Celeste: A New Model for Cataloging the Universe - Berkeley Lab

The roots of tradition run deep in astronomy. From Galileo and Copernicus to Hubble and Hawking, scientists and philosophers have been pondering the mysteries of the universe for centuries, scanning the sky with methods and models that, for the most part, haven’t changed much until the last two decades.

Now a Berkeley Lab-based research collaboration of astrophysicists, statisticians and computer scientists is looking to shake things up with Celeste, a new statistical analysis model designed to enhance one of modern astronomy’s most time-tested tools: sky surveys.

The Víctor M. Blanco Telescope at the Cerro Tololo Inter-American Observatory in Chile, where the Dark Energy Camera is being used to collect image data for the DECam Legacy Survey. The glint off the dome is moonlight; the small and large Magellanic clouds can be seen in the background. (Image: Dustin Lang, University of Toronto)

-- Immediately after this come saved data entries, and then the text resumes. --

use serde::{Deserialize, Serialize};
use std::path::{Path, PathBuf};
use std::time::Duration;
use thiserror::Error;

#[derive(Error, Debug)]
pub enum ConfigError {
    #[error("failed to read config file: {path}: {source}")]
    Read {
        path: PathBuf,
        #[source]
        source: std::io::Error,
    },

    #[error("invalid config: {0}")]
    Parse(#[from] toml::de::Error),

    #[error("config value out of range: {field} = {value}")]
    OutOfRange { field: &'static str, value: String },
}

/// Tunable liveness thresholds.
///
/// Geometry thresholds (distance areas, frame composition, eye-closed ratio,
/// stability tolerance) are fixed constants in their modules and are not
/// part of this struct.
#[derive(Debug, Clone, PartialEq, Serialize, Deserialize)]
#[serde(default)]
pub struct LivenessConfig {
    /// Detector confidence a frame must exceed to count as a face.
    pub min_detection_confidence: f32,
    /// Horizontal bounding-box displacement (normalised) that counts as a head turn.
    pub head_movement_threshold: f32,
    /// How long the head must stay within tolerance to be considered stable.
    pub stability_duration_ms: u64,
    /// How long `is_blink_detected` stays raised after a blink.
    pub blink_detection_timeout_ms: u64,
}

impl Default for LivenessConfig {
    fn default() -> Self {
        Self {
            min_detection_confidence: 0.5,
            head_movement_threshold: 0.1,
            stability_duration_ms: 500,
            blink_detection_timeout_ms: 10_000,
        }
    }
}

impl LivenessConfig {
    /// Parse a TOML document; absent keys keep their defaults.
    pub fn from_toml_str(s: &str) -> Result<Self, ConfigError> {
        let config: Self = toml::from_str(s)?;
        config.validate()?;
        Ok(config)
    }

    pub fn from_toml_file(path: &Path) -> Result<Self, ConfigError> {
        let contents = std::fs::read_to_string(path).map_err(|source| ConfigError::Read {
            path: path.to_path_buf(),
            source,
        })?;
        Self::from_toml_str(&contents)
    }

    pub fn validate(&self) -> Result<(), ConfigError> {
        if !(0.0..1.0).contains(&self.min_detection_confidence) {
            return Err(ConfigError::OutOfRange {
                field: "min_detection_confidence",
                value: self.min_detection_confidence.to_string(),
            });
        }
        if !(self.head_movement_threshold > 0.0 && self.head_movement_threshold < 0.5) {
            return Err(ConfigError::OutOfRange {
                field: "head_movement_threshold",
                value: self.head_movement_threshold.to_string(),
            });
        }
        if self.blink_detection_timeout_ms == 0 {
            return Err(ConfigError::OutOfRange {
                field: "blink_detection_timeout_ms",
                value: "0".to_string(),
            });
        }
        Ok(())
    }

    pub fn stability_duration(&self) -> Duration {
        Duration::from_millis(self.stability_duration_ms)
    }

    pub fn blink_detection_timeout(&self) -> Duration {
        Duration::from_millis(self.blink_detection_timeout_ms)
    }
}

#[cfg(test)]
mod tests {
    use super::*;

    #[test]
    fn test_partial_toml_keeps_defaults() {
        let config = LivenessConfig::from_toml_str("stability_duration_ms = 1200\n").unwrap();
        assert_eq!(config.stability_duration_ms, 1200);
        assert_eq!(config.min_detection_confidence, 0.5);
        assert_eq!(config.blink_detection_timeout_ms, 10_000);
    }

    #[test]
    fn test_rejects_out_of_range_confidence() {
        let err = LivenessConfig::from_toml_str("min_detection_confidence = 1.5\n").unwrap_err();
        assert!(matches!(
            err,
            ConfigError::OutOfRange {
                field: "min_detection_confidence",
                ..
            }
        ));
    }

    #[test]
    fn test_rejects_zero_threshold() {
        let err = LivenessConfig::from_toml_str("head_movement_threshold = 0.0\n").unwrap_err();
        assert!(matches!(err, ConfigError::OutOfRange { .. }));
    }

    #[test]
    fn test_rejects_malformed_toml() {
        let err = LivenessConfig::from_toml_str("stability_duration_ms = \"soon\"\n").unwrap_err();
        assert!(matches!(err, ConfigError::Parse(_)));
    }

    #[test]
    fn test_missing_file_reports_path() {
        let path = std::env::temp_dir().join("livecheck-config-does-not-exist.toml");
        let err = LivenessConfig::from_toml_file(&path).unwrap_err();
        assert!(matches!(err, ConfigError::Read { .. }));
    }
}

A central component of an astronomer’s daily activities, surveys are used to map and catalog regions of the sky, fuel statistical studies of large numbers of objects and enable interesting or rare objects to be studied in greater detail. But the ways in which image datasets from these surveys are analyzed today remains stuck in, well, the Dark Ages.

“There are very traditional approaches to doing astronomical surveys that date back to the photographic plate,” said David Schlegel, an astrophysicist at Lawrence Berkeley National Laboratory and principal investigator on the Baryon Oscillation Spectroscopic Survey (BOSS, part of SDSS) and co-PI on the DECam Legacy Survey (DECaLS). “A lot of the terminology dates back to that as well. For example, we still talk about having a plate and comparing plates, when obviously we’ve moved way beyond that.”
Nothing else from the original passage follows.